A blow to Traveler’s head stunned him. His vision faded. In the pain-lit darkness a woman said, “That’s for my son, not you.”
For a moment Traveler felt himself being dragged, then nothing at all.
The sun rose inside his head. When he tried to squint against the glare, one of his eyelids wouldn’t shut.
“You need a doctor,” someone said.
He reached for the eyelid but found someone else’s hand.
“Goddammit, don’t move. I’m checking your pupils.”
Traveler recognized the voice, Marshal Peake’s. The sun moved, became a flashlight beam revolving like a searchlight looking for a marquee.
“Stay here,” Peake said. “I
’m going to get help.” The flashlight stayed behind, casting its beam on Traveler’s shoe. The position of the shoe, of his legs, told him he was sitting up and leaning against something hard. He seemed to recognize the front of Shipler’s before everything began to spin. The sudden dizziness made him sick. Just like football, he thought, a concussion, and keeled over.
21
TRAVELER SMELLED perfume. Hair brushed his face. The sweet smell intensified.
“Drink this,” a man’s reassuring voice said.
Hands held him, propped him up. The movement set off pain, like a lightning flash, inside his head. A glass rim touched his lips. He opened his mouth to say he wasn’t Alice in Wonderland and swallowed a harsh liquid instead.
“You’ll be fine,” the man said, and Traveler never doubted him for a moment.
Traveler sighed. The pain eased, dizziness ebbed. Sleep took him before he could say thank you.
Sometime later he became conscious of a hand holding his. The scent of perfume was still with him. He opened his eyes expecting to see Ruth.
“Look at you,” Martin said. “I leave you on your own and see what happens.”
“You don’t fool me.” Traveler squeezed his father’s hand.
“The soup’s ready,” Ruth called from close by.
Until then Traveler hadn’t realized that he was downstairs in the sofa bed, Ruth’s bed, filled with her scent.
Martin pulled his hand away and stood up when Ruth joined them from the kitchen, carrying a steaming mug.
“Are you up to drinking it yourself?” she said.
“I’m not hungry.”
“Doctor’s orders.” Ruth sat on the edge of the bed and nodded at Martin. “Sit him up.
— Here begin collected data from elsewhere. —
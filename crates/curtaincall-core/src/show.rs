//! Per-performance show file and availability checkpoint derivation.

use std::path::Path;

use chrono::{DateTime, Duration, NaiveDateTime};
use serde::{Deserialize, Deserializer};

use crate::ConfigError;

/// Which side of the performance a set of recommendations is for.
#[derive(Debug, Clone, Copy, PartialEq, Eq, Hash)]
pub enum Phase {
    PreShow,
    PostShow,
}

impl Phase {
    pub const ALL: [Phase; 2] = [Phase::PreShow, Phase::PostShow];

    #[must_use]
    pub fn as_str(self) -> &'static str {
        match self {
            Phase::PreShow => "pre_show",
            Phase::PostShow => "post_show",
        }
    }
}

impl std::fmt::Display for Phase {
    fn fmt(&self, f: &mut std::fmt::Formatter<'_>) -> std::fmt::Result {
        f.write_str(self.as_str())
    }
}

/// Offsets from curtain-up at which pre-show venues must be open.
const PRE_SHOW_OFFSETS_MIN: [i64; 2] = [-60, -15];
/// Offsets from curtain-down at which post-show venues must be open.
const POST_SHOW_OFFSETS_MIN: [i64; 2] = [5, 40];

/// Timing for a single performance, in the theatre's local wall-clock time.
#[derive(Debug, Clone, Deserialize)]
pub struct ShowInfo {
    #[serde(default)]
    pub title: Option<String>,
    #[serde(deserialize_with = "deserialize_local_datetime")]
    pub start_time: NaiveDateTime,
    #[serde(deserialize_with = "deserialize_local_datetime")]
    pub end_time: NaiveDateTime,
}

impl ShowInfo {
    /// Checkpoints at which a venue must be open to be recommended for `phase`.
    ///
    /// Pre-show: an hour and a quarter hour before the start. Post-show: five
    /// and forty minutes after the end.
    #[must_use]
    pub fn checkpoints(&self, phase: Phase) -> Vec<NaiveDateTime> {
        let (anchor, offsets) = match phase {
            Phase::PreShow => (self.start_time, PRE_SHOW_OFFSETS_MIN),
            Phase::PostShow => (self.end_time, POST_SHOW_OFFSETS_MIN),
        };
        offsets
            .iter()
            .map(|&minutes| anchor + Duration::minutes(minutes))
            .collect()
    }
}

/// Parse an ISO-8601 timestamp into local wall-clock time.
///
/// Accepts `YYYY-MM-DDTHH:MM[:SS[.fff]]` with either `T` or a space as the
/// separator. A trailing UTC offset is accepted and dropped: the wall-clock
/// reading is what opening hours are compared against.
#[must_use]
pub fn parse_local_datetime(raw: &str) -> Option<NaiveDateTime> {
    const FORMATS: [&str; 4] = [
        "%Y-%m-%dT%H:%M:%S%.f",
        "%Y-%m-%dT%H:%M",
        "%Y-%m-%d %H:%M:%S%.f",
        "%Y-%m-%d %H:%M",
    ];

    let raw = raw.trim();
    if let Ok(dt) = DateTime::parse_from_rfc3339(raw) {
        return Some(dt.naive_local());
    }
    FORMATS
        .iter()
        .find_map(|fmt| NaiveDateTime::parse_from_str(raw, fmt).ok())
}

fn deserialize_local_datetime<'de, D>(deserializer: D) -> Result<NaiveDateTime, D::Error>
where
    D: Deserializer<'de>,
{
    let raw = String::deserialize(deserializer)?;
    parse_local_datetime(&raw)
        .ok_or_else(|| serde::de::Error::custom(format!("invalid ISO-8601 timestamp '{raw}'")))
}

/// Load and validate a show file (JSON).
///
/// # Errors
///
/// Returns `ConfigError` if the file cannot be read, parsed, or fails validation.
pub fn load_show(path: &Path) -> Result<ShowInfo, ConfigError> {
    let content = std::fs::read_to_string(path).map_err(|e| ConfigError::FileIo {
        path: path.display().to_string(),
        source: e,
    })?;
    parse_show(&content)
}

/// Parse and validate a show file from JSON text.
///
/// # Errors
///
/// Returns [`ConfigError::ShowParse`] for malformed JSON or timestamps and
/// [`ConfigError::Validation`] when the show ends before it starts.
pub fn parse_show(content: &str) -> Result<ShowInfo, ConfigError> {
    let show: ShowInfo = serde_json::from_str(content)?;
    if show.end_time <= show.start_time {
        return Err(ConfigError::Validation(format!(
            "show end_time {} is not after start_time {}",
            show.end_time, show.start_time
        )));
    }
    Ok(show)
}

#[cfg(test)]
mod tests {
    use chrono::NaiveDate;

    use super::*;

    fn at(y: i32, m: u32, d: u32, h: u32, min: u32) -> NaiveDateTime {
        NaiveDate::from_ymd_opt(y, m, d)
            .unwrap()
            .and_hms_opt(h, min, 0)
            .unwrap()
    }

    #[test]
    fn parses_show_file() {
        let show = parse_show(
            r#"{"title": "Hamlet", "start_time": "2025-03-14T19:30:00", "end_time": "2025-03-14T22:05:00"}"#,
        )
        .unwrap();
        assert_eq!(show.title.as_deref(), Some("Hamlet"));
        assert_eq!(show.start_time, at(2025, 3, 14, 19, 30));
        assert_eq!(show.end_time, at(2025, 3, 14, 22, 5));
    }

    #[test]
    fn pre_show_checkpoints_are_sixty_and_fifteen_minutes_before_start() {
        let show = parse_show(
            r#"{"start_time": "2025-03-14T19:30", "end_time": "2025-03-14T22:00"}"#,
        )
        .unwrap();
        assert_eq!(
            show.checkpoints(Phase::PreShow),
            vec![at(2025, 3, 14, 18, 30), at(2025, 3, 14, 19, 15)]
        );
    }

    #[test]
    fn post_show_checkpoints_cross_midnight() {
        let show = parse_show(
            r#"{"start_time": "2025-03-14T21:00:00", "end_time": "2025-03-14T23:40:00"}"#,
        )
        .unwrap();
        assert_eq!(
            show.checkpoints(Phase::PostShow),
            vec![at(2025, 3, 14, 23, 45), at(2025, 3, 15, 0, 20)]
        );
    }

    #[test]
    fn offset_timestamps_keep_wall_clock_time() {
        let parsed = parse_local_datetime("2025-03-14T19:30:00-05:00").unwrap();
        assert_eq!(parsed, at(2025, 3, 14, 19, 30));
    }

    #[test]
    fn space_separator_is_accepted() {
        assert_eq!(
            parse_local_datetime("2025-03-14 19:30"),
            Some(at(2025, 3, 14, 19, 30))
        );
    }

    #[test]
    fn garbage_timestamp_is_rejected() {
        assert!(parse_local_datetime("next tuesday").is_none());
        let err = parse_show(r#"{"start_time": "soon", "end_time": "later"}"#).unwrap_err();
        assert!(matches!(err, ConfigError::ShowParse(_)));
    }

    #[test]
    fn end_before_start_is_rejected() {
        let err = parse_show(
            r#"{"start_time": "2025-03-14T22:00:00", "end_time": "2025-03-14T19:30:00"}"#,
        )
        .unwrap_err();
        assert!(matches!(err, ConfigError::Validation(_)));
    }

    #[test]
    fn phase_names_match_config_keys() {
        assert_eq!(Phase::PreShow.to_string(), "pre_show");
        assert_eq!(Phase::PostShow.to_string(), "post_show");
    }
}
mod run;

use std::path::PathBuf;

use anyhow::Context;
use clap::{Parser, Subcommand, ValueEnum};
use curtaincall_core::Phase;
use tracing_subscriber::EnvFilter;

#[derive(Debug, Parser)]
#[command(name = "curtaincall")]
#[command(about = "Nearby, open venue recommendations around a performance")]
struct Cli {
    #[command(subcommand)]
    command: Commands,
}

#[derive(Debug, Subcommand)]
enum Commands {
    /// Curate recommendations for a show and print them as JSON
    Curate {
        /// Theatre configuration file (YAML)
        #[arg(long)]
        config: PathBuf,

        /// Show timing file (JSON)
        #[arg(long)]
        show: PathBuf,

        /// Which phase(s) to curate
        #[arg(long, value_enum, default_value_t = PhaseArg::All)]
        phase: PhaseArg,

        /// Pretty-print the JSON output
        #[arg(long)]
        pretty: bool,
    },
    /// Print the availability checkpoints derived from a show file
    Checkpoints {
        /// Show timing file (JSON)
        #[arg(long)]
        show: PathBuf,

        #[arg(long, value_enum, default_value_t = PhaseArg::All)]
        phase: PhaseArg,
    },
}

#[derive(Debug, Clone, Copy, PartialEq, Eq, ValueEnum)]
enum PhaseArg {
    All,
    PreShow,
    PostShow,
}

impl PhaseArg {
    fn phases(self) -> &'static [Phase] {
        match self {
            Self::All => &Phase::ALL,
            Self::PreShow => &[Phase::PreShow],
            Self::PostShow => &[Phase::PostShow],
        }
    }
}

/// Install the fmt subscriber. `RUST_LOG` wins over `default_level`.
fn init_tracing(default_level: &str) -> anyhow::Result<()> {
    let env_filter =
        EnvFilter::try_from_default_env().or_else(|_| EnvFilter::try_new(default_level))?;
    tracing_subscriber::fmt()
        .with_env_filter(env_filter)
        .with_writer(std::io::stderr)
        .init();
    Ok(())
}

#[tokio::main]
async fn main() -> anyhow::Result<()> {
    let cli = Cli::parse();

    match cli.command {
        Commands::Curate {
            config: theatre_path,
            show,
            phase,
            pretty,
        } => {
            let config =
                curtaincall_core::load_app_config().context("failed to load configuration")?;
            init_tracing(&config.log_level)?;
            let output =
                run::run_curate(&config, &theatre_path, &show, phase.phases(), pretty).await?;
            println!("{output}");
        }
        Commands::Checkpoints { show, phase } => {
            init_tracing("info")?;
            let output = run::run_checkpoints(&show, phase.phases())?;
            println!("{output}");
        }
    }

    Ok(())
}
//! Command handlers: load the input files, curate each phase, render JSON.

use std::path::Path;

use anyhow::Context;
use curtaincall_core::{AppConfig, Phase, ShowInfo, TheatreConfig};
use curtaincall_places::{
    curate, AvailabilityOracle, CandidateSource, Curation, CurationRequest, GooglePlacesClient,
};
use serde::Serialize;

/// Run curation for `phases` and return the rendered JSON document.
///
/// # Errors
///
/// Returns an error if either input file cannot be loaded, a phase's request
/// is invalid, or the HTTP client cannot be built. Provider failures do not
/// error; they shrink the affected categories.
pub(crate) async fn run_curate(
    config: &AppConfig,
    theatre_path: &Path,
    show_path: &Path,
    phases: &[Phase],
    pretty: bool,
) -> anyhow::Result<String> {
    let theatre = curtaincall_core::load_theatre_config(theatre_path)
        .with_context(|| format!("failed to load theatre config {}", theatre_path.display()))?;
    let show = curtaincall_core::load_show(show_path)
        .with_context(|| format!("failed to load show file {}", show_path.display()))?;

    if config.places_api_key.is_none() {
        tracing::warn!("GOOGLE_PLACES_API_KEY not set, returning mock recommendations");
    }

    let client = GooglePlacesClient::new(config.places_timeout_secs, &config.user_agent)
        .context("failed to build places client")?
        .with_retries(config.places_max_retries, config.places_retry_backoff_ms);

    tracing::info!(
        theatre = theatre.theatre.name.as_deref().unwrap_or("unnamed"),
        show = show.title.as_deref().unwrap_or("untitled"),
        start = %show.start_time,
        end = %show.end_time,
        "curating recommendations"
    );

    let results = curate_phases(
        &theatre,
        &show,
        phases,
        config.places_api_key.as_deref(),
        &client,
        &client,
    )
    .await?;
    render(&results, pretty)
}

/// Render the checkpoints each phase's venues must be open at.
///
/// # Errors
///
/// Returns an error if the show file cannot be loaded.
pub(crate) fn run_checkpoints(show_path: &Path, phases: &[Phase]) -> anyhow::Result<String> {
    let show = curtaincall_core::load_show(show_path)
        .with_context(|| format!("failed to load show file {}", show_path.display()))?;

    let lines: Vec<String> = phases
        .iter()
        .flat_map(|&phase| {
            show.checkpoints(phase)
                .into_iter()
                .map(move |at| format!("{phase}\t{}", at.format("%Y-%m-%d %H:%M")))
        })
        .collect();
    Ok(lines.join("\n"))
}

/// Curate each phase in turn with that phase's categories and checkpoints.
pub(crate) async fn curate_phases<S, O>(
    theatre: &TheatreConfig,
    show: &ShowInfo,
    phases: &[Phase],
    api_key: Option<&str>,
    source: &S,
    oracle: &O,
) -> anyhow::Result<Vec<(Phase, Curation)>>
where
    S: CandidateSource + ?Sized,
    O: AvailabilityOracle + ?Sized,
{
    let mut results = Vec::with_capacity(phases.len());
    for &phase in phases {
        let request = CurationRequest::with_shared_checkpoints(
            theatre.theatre.location,
            theatre.radius(),
            theatre.categories(phase),
            &show.checkpoints(phase),
            theatre.lists.clone(),
            api_key.map(str::to_string),
        )
        .with_context(|| format!("invalid {phase} request"))?;

        let curation = curate(&request, source, oracle).await;
        results.push((phase, curation));
    }
    Ok(results)
}

/// Output document: one key per curated phase.
#[derive(Debug, Default, Serialize)]
struct Rendered<'a> {
    #[serde(skip_serializing_if = "Option::is_none")]
    pre_show: Option<&'a Curation>,
    #[serde(skip_serializing_if = "Option::is_none")]
    post_show: Option<&'a Curation>,
}

/// Render `{"pre_show": [...], "post_show": [...]}` for the phases present.
pub(crate) fn render(results: &[(Phase, Curation)], pretty: bool) -> anyhow::Result<String> {
    let mut document = Rendered::default();
    for (phase, curation) in results {
        match phase {
            Phase::PreShow => document.pre_show = Some(curation),
            Phase::PostShow => document.post_show = Some(curation),
        }
    }
    let rendered = if pretty {
        serde_json::to_string_pretty(&document)
    } else {
        serde_json::to_string(&document)
    };
    rendered.context("failed to render output")
}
We’ll spoon-feed him if we have to.”
Dizziness returned with the change in position. When he reached out to steady himself, his hand landed on Ruth’s thigh.
“You have a concussion,” she said, rearranging his hand.
“Don’t feel sorry for him,” Martin said. “He used to play football with concussions all the time.”
“Homemade chicken soup.” She thrust the mug at Traveler.
“How long have I been asleep?” he asked.